◆ **Material shown**:

——

use std::time::Duration;

use anyhow::Context;
use serde::{Deserialize, de::DeserializeOwned};

fn default_req_per_sec() -> u32 {
    10
}

fn default_ms_between_req() -> u64 {
    50
}

/// The env vars needed to reach one portal account.
#[derive(Debug, Clone, Deserialize)]
pub struct PortalEnv {
    pub portal_host: String,
    pub portal_login: String,
    pub portal_password: String,
    /// Pre-encoded school selector, e.g. `cid=2&sid=1&pid=-1&cn=3&sft=2&scid=23`.
    pub portal_selector: String,
    #[serde(default = "default_req_per_sec")]
    pub req_per_sec: u32,
    #[serde(default = "default_ms_between_req")]
    pub ms_between_req: u64,
    #[serde(default)]
    pub report_timeout_secs: Option<u64>,
    #[serde(default)]
    pub accept_invalid_certs: bool,
}

/// Knobs for the outbound HTTP side of a session.
#[derive(Debug, Clone)]
pub struct ClientConfig {
    pub req_per_sec: u32,
    pub min_gap: Duration,
    /// Deadline for a report job once the task has been started. `None` waits
    /// for as long as the portal keeps the channel open.
    pub report_timeout: Option<Duration>,
    pub accept_invalid_certs: bool,
}

impl Default for ClientConfig {
    fn default() -> Self {
        Self {
            req_per_sec: default_req_per_sec(),
            min_gap: Duration::from_millis(default_ms_between_req()),
            report_timeout: None,
            accept_invalid_certs: false,
        }
    }
}

#[derive(Debug, Clone)]
pub struct Credentials {
    pub login: String,
    pub password: String,
    pub selector: String,
}

pub struct PortalConfig {
    pub host: String,
    pub credentials: Credentials,
    pub client: ClientConfig,
}

impl PortalConfig {
    pub fn new() -> anyhow::Result<Self> {
        let env = PortalEnv::load_from_env()?;
        Ok(Self::from(env))
    }
}

impl From<PortalEnv> for PortalConfig {
    fn from(env: PortalEnv) -> Self {
        Self {
            host: env.portal_host,
            credentials: Credentials {
                login: env.portal_login,
                password: env.portal_password,
                selector: env.portal_selector,
            },
            client: ClientConfig {
                req_per_sec: env.req_per_sec,
                min_gap: Duration::from_millis(env.ms_between_req),
                report_timeout: env.report_timeout_secs.map(Duration::from_secs),
                accept_invalid_certs: env.accept_invalid_certs,
            },
        }
    }
}

// Extension trait.
pub trait LoadFromEnv: DeserializeOwned {
    fn load_from_env() -> anyhow::Result<Self> {
        // Don't throw an error if .env file doesn't exist.
        let _ = dotenv::dotenv();
        let config =
            envy::from_env::<Self>().context("failed to load env variables into config struct")?;
        Ok(config)
    }
}

impl<T: DeserializeOwned> LoadFromEnv for T {}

——

◆ **Exercise goal**: Your response should contain each line of the entries above that holds the string "Option".

◆ **Your response**:
    pub report_timeout_secs: Option<u64>,
    pub report_timeout: Option<Duration>,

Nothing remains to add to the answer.